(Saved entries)
^^^^

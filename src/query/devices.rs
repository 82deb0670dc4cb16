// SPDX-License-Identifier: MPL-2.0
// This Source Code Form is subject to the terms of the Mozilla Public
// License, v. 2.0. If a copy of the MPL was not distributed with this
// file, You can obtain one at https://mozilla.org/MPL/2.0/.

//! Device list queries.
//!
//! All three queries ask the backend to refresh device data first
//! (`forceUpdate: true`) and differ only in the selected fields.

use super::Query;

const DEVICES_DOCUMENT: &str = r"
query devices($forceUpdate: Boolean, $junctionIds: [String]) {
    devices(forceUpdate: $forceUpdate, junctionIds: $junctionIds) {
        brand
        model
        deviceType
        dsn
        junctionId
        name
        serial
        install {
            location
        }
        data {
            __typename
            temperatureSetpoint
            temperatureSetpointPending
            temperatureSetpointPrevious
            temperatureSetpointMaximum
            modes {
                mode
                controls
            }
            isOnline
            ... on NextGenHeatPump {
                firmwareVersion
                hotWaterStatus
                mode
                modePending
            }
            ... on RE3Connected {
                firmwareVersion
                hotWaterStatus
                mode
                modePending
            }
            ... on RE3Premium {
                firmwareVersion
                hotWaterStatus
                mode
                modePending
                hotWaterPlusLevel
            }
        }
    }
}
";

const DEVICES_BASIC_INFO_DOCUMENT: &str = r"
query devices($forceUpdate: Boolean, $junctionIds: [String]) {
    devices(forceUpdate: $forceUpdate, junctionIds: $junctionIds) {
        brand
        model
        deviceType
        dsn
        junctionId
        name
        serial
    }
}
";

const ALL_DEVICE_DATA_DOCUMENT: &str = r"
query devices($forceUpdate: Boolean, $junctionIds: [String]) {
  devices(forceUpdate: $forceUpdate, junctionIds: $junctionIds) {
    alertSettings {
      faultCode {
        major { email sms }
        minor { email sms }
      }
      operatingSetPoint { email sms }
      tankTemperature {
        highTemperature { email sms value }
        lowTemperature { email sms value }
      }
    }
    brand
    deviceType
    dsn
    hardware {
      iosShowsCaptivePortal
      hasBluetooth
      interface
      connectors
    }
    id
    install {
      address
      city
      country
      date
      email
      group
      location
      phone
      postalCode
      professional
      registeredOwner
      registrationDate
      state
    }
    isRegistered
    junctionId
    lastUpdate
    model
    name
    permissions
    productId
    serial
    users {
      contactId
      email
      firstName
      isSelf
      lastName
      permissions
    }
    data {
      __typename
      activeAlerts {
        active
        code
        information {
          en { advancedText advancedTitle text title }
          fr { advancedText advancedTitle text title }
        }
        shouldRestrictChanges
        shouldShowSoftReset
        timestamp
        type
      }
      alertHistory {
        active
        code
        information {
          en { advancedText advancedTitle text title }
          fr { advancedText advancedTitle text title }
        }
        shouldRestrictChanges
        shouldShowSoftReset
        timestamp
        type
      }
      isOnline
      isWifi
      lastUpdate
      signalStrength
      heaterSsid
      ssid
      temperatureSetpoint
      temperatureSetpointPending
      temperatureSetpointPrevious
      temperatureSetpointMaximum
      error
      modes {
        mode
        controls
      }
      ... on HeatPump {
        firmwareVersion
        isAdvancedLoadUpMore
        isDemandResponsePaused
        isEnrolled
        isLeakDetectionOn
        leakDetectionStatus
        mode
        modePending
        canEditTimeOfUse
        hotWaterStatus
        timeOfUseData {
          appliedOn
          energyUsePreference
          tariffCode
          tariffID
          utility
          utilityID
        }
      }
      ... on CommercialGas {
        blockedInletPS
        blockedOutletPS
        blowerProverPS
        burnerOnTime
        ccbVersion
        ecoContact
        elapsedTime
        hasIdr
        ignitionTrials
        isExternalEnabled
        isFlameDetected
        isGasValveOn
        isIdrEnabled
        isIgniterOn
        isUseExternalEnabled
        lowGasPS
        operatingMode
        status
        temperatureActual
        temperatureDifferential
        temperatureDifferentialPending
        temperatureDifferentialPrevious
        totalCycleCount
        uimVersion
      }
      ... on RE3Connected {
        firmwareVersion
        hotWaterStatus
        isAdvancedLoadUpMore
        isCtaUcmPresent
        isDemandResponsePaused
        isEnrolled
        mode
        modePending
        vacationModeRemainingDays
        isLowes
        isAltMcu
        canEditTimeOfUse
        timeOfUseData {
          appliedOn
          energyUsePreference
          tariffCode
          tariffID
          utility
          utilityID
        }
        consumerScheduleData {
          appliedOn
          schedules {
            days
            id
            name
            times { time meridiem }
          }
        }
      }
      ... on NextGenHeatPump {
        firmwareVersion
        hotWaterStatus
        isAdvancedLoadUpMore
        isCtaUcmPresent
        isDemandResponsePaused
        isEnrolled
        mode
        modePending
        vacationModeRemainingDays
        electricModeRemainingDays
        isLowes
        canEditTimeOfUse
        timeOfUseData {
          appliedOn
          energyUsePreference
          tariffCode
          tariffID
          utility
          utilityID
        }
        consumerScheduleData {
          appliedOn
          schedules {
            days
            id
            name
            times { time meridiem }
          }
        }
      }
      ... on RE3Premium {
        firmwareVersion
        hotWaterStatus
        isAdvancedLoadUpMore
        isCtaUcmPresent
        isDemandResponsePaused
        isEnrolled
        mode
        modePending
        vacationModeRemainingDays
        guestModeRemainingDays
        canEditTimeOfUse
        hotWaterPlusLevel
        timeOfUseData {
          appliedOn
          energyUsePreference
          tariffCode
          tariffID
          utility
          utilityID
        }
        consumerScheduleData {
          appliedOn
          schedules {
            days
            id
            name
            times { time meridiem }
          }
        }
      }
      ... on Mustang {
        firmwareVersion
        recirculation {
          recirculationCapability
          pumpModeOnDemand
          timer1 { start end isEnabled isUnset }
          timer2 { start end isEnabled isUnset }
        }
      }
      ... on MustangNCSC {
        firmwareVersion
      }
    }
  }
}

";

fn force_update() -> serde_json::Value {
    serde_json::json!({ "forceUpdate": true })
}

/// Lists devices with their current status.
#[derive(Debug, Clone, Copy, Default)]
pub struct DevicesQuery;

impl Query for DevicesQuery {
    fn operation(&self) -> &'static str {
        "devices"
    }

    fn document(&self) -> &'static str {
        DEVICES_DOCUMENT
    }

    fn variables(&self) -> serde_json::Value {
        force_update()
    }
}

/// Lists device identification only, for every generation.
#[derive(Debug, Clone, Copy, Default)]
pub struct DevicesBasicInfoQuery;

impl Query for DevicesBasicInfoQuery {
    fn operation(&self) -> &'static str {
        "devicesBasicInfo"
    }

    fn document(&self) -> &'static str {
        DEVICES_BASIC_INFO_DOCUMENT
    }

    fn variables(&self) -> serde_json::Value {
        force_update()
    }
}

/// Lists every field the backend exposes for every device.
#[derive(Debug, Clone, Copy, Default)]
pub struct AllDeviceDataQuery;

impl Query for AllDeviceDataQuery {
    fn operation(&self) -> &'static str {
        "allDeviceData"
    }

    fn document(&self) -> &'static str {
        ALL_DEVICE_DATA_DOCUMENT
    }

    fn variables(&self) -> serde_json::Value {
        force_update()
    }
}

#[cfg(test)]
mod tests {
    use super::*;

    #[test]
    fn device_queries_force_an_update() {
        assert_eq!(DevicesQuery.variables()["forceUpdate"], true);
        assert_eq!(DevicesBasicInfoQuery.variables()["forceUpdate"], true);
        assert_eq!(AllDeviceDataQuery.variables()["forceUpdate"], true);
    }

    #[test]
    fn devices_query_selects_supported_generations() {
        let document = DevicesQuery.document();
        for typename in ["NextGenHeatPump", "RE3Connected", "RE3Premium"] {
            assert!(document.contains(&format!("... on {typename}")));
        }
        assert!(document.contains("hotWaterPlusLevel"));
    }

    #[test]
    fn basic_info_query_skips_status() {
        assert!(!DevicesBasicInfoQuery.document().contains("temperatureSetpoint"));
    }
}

^^^^

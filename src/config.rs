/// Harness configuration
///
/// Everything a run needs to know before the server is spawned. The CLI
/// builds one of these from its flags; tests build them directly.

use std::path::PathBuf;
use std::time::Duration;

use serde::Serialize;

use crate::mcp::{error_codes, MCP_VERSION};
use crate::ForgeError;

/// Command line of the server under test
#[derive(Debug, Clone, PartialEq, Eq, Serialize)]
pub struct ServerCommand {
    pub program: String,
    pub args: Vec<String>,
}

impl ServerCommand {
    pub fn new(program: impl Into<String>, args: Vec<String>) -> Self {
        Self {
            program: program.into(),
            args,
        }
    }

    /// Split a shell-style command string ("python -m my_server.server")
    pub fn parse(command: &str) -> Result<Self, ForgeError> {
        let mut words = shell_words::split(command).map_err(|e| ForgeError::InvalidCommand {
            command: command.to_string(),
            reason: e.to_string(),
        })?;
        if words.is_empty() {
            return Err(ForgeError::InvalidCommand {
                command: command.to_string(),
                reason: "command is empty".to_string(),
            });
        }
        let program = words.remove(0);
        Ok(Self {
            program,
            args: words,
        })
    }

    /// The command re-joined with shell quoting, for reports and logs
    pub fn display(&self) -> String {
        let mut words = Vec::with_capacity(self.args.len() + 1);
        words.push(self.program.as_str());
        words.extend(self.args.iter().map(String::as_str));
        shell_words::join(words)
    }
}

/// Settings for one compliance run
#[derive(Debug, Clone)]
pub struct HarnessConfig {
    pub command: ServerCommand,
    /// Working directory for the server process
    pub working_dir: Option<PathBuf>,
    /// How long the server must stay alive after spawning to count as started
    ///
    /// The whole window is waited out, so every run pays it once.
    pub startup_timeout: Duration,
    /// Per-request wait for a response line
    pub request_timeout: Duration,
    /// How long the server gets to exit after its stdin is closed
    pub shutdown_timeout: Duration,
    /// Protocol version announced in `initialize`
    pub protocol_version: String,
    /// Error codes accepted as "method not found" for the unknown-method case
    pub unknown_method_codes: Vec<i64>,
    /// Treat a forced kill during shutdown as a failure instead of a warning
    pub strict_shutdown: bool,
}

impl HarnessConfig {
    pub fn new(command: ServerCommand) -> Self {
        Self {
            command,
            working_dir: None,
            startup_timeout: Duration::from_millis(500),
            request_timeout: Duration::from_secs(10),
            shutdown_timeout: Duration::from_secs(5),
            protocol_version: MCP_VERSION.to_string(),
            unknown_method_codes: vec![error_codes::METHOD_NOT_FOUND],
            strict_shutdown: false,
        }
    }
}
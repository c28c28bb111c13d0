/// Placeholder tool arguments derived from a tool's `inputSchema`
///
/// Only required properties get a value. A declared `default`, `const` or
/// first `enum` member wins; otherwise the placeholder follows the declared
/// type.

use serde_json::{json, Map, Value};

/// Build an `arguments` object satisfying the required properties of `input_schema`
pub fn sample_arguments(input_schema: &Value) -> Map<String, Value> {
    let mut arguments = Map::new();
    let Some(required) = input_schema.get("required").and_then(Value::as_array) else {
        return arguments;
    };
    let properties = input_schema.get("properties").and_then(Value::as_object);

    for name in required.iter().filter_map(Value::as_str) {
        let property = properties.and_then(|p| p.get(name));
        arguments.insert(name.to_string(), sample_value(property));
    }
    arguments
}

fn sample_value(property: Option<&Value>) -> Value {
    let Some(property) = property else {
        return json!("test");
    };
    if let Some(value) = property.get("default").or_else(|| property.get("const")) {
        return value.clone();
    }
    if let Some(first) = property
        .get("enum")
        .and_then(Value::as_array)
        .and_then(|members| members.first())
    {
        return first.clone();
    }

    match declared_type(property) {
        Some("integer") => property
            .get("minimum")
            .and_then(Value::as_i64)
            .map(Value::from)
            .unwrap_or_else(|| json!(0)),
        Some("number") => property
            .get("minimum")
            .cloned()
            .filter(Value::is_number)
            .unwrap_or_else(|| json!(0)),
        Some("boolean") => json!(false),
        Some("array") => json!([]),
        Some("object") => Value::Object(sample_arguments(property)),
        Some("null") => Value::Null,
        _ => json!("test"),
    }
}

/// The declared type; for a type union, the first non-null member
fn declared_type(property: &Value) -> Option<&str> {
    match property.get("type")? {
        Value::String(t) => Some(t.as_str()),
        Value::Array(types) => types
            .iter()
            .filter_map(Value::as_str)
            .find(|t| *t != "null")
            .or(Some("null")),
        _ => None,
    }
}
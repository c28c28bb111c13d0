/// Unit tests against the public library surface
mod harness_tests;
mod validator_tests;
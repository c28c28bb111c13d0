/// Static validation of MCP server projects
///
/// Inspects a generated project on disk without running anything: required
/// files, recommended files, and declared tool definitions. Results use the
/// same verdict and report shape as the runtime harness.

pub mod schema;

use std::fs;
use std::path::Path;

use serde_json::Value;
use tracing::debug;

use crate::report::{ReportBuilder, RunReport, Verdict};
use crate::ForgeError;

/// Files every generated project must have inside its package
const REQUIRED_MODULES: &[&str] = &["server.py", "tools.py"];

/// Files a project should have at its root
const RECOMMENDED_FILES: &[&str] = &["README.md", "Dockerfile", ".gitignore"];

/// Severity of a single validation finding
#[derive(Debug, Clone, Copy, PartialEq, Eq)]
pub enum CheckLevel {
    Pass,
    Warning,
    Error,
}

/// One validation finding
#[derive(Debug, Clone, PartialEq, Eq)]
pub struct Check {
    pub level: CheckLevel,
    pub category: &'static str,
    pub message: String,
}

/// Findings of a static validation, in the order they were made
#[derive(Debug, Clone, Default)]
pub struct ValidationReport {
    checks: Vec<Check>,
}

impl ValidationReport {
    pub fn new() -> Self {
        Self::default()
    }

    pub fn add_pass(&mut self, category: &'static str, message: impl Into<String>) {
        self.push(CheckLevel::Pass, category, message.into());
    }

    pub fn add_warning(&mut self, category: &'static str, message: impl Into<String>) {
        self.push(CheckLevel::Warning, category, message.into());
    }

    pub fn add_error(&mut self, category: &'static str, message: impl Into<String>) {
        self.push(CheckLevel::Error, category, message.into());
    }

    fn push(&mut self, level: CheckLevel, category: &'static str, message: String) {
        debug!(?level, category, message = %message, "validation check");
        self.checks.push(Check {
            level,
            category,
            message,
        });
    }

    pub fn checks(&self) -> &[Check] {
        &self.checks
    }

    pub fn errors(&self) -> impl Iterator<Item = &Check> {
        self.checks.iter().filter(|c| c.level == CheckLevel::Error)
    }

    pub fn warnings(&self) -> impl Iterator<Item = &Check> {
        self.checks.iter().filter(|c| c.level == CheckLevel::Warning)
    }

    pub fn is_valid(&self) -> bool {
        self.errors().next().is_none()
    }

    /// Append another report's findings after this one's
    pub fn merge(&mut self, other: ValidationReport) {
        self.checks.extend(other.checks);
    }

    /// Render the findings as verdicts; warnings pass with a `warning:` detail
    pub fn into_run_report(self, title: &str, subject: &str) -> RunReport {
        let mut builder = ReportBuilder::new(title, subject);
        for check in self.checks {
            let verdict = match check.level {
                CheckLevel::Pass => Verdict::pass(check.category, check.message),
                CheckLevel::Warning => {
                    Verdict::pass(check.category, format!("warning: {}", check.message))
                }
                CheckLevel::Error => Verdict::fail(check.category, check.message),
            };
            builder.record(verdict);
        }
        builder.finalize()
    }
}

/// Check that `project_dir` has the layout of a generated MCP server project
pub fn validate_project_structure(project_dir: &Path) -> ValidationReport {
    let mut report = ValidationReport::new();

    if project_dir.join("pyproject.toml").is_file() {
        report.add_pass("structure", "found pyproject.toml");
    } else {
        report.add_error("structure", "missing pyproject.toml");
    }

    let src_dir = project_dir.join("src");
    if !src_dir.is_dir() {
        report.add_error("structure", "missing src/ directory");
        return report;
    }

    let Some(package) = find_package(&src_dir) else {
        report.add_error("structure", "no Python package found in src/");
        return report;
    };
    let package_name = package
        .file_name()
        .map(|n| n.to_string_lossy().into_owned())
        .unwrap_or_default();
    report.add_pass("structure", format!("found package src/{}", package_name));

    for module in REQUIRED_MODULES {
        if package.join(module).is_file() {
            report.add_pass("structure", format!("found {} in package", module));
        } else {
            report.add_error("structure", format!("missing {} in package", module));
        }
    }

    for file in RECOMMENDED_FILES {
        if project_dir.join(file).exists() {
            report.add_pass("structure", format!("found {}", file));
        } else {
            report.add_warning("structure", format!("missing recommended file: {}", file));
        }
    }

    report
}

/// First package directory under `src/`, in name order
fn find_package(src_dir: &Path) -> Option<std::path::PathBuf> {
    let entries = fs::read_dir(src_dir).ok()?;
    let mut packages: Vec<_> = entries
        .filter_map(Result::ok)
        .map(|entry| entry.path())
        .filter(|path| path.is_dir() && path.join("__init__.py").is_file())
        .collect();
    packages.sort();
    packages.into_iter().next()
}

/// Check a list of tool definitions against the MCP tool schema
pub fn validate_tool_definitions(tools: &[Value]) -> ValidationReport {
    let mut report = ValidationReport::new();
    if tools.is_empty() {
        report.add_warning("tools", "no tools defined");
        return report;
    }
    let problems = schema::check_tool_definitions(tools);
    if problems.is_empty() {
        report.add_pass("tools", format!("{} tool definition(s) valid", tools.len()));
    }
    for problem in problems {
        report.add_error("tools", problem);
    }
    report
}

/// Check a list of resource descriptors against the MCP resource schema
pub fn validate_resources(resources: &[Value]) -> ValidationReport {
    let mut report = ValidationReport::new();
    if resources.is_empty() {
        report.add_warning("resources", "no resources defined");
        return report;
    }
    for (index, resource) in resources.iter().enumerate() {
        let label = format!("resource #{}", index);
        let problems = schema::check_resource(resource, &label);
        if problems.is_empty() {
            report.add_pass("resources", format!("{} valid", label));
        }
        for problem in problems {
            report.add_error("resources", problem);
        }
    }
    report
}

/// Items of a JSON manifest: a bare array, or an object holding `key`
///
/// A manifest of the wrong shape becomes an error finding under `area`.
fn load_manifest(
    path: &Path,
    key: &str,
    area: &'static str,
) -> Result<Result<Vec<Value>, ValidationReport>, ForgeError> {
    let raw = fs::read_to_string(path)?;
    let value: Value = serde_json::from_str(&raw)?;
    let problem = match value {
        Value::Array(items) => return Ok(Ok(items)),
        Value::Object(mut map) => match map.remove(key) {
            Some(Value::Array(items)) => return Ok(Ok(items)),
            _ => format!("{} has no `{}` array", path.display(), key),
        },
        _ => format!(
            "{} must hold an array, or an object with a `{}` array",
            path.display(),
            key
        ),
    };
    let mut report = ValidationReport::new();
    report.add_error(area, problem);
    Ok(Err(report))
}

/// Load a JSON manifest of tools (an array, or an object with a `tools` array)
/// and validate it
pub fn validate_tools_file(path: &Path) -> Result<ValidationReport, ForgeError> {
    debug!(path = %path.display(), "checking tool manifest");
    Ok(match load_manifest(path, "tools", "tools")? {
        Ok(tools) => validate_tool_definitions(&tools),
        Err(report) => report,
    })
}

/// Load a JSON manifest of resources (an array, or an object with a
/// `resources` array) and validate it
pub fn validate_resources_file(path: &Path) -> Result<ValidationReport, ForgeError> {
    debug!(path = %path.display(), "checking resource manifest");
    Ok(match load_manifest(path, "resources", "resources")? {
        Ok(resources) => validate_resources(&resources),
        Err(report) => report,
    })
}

^^^^

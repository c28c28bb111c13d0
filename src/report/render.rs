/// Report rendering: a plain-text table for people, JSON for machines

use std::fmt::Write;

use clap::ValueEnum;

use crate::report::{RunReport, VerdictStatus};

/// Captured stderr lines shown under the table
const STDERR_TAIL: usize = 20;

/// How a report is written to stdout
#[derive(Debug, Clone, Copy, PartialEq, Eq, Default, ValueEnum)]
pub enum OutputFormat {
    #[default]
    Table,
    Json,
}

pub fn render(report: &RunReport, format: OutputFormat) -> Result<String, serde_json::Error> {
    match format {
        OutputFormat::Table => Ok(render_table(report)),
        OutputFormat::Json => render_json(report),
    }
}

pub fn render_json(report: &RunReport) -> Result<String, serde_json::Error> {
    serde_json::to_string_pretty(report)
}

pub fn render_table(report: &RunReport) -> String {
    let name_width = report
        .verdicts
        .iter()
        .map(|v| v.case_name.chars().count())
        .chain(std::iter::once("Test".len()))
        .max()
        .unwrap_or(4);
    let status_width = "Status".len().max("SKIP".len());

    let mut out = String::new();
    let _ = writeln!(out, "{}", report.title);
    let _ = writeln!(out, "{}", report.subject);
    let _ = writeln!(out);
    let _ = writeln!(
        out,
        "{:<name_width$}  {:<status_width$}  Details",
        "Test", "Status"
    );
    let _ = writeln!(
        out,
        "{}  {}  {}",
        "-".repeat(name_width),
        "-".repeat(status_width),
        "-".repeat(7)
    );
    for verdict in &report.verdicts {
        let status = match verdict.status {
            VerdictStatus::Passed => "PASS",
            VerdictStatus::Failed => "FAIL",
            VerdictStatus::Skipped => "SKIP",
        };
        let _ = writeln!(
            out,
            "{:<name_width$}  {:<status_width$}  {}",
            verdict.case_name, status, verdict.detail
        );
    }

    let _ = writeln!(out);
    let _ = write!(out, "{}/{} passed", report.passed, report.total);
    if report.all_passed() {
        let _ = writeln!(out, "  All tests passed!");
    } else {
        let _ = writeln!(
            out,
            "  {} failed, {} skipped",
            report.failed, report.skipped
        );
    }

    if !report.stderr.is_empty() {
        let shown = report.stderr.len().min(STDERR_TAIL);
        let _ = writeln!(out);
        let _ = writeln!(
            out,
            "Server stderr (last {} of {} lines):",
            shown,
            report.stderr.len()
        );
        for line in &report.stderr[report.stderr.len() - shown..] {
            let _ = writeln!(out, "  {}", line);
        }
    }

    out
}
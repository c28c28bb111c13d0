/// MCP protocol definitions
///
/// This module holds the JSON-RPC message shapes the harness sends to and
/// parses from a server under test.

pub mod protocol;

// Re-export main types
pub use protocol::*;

^^^^

(Exercise brief): The lines you need are those with the word "RunReport"; list them from the entries.

(Task result):
use crate::report::{ReportBuilder, RunReport, Verdict};
    pub fn into_run_report(self, title: &str, subject: &str) -> RunReport {
use crate::report::{RunReport, VerdictStatus};
pub fn render(report: &RunReport, format: OutputFormat) -> Result<String, serde_json::Error> {
pub fn render_json(report: &RunReport) -> Result<String, serde_json::Error> {
pub fn render_table(report: &RunReport) -> String {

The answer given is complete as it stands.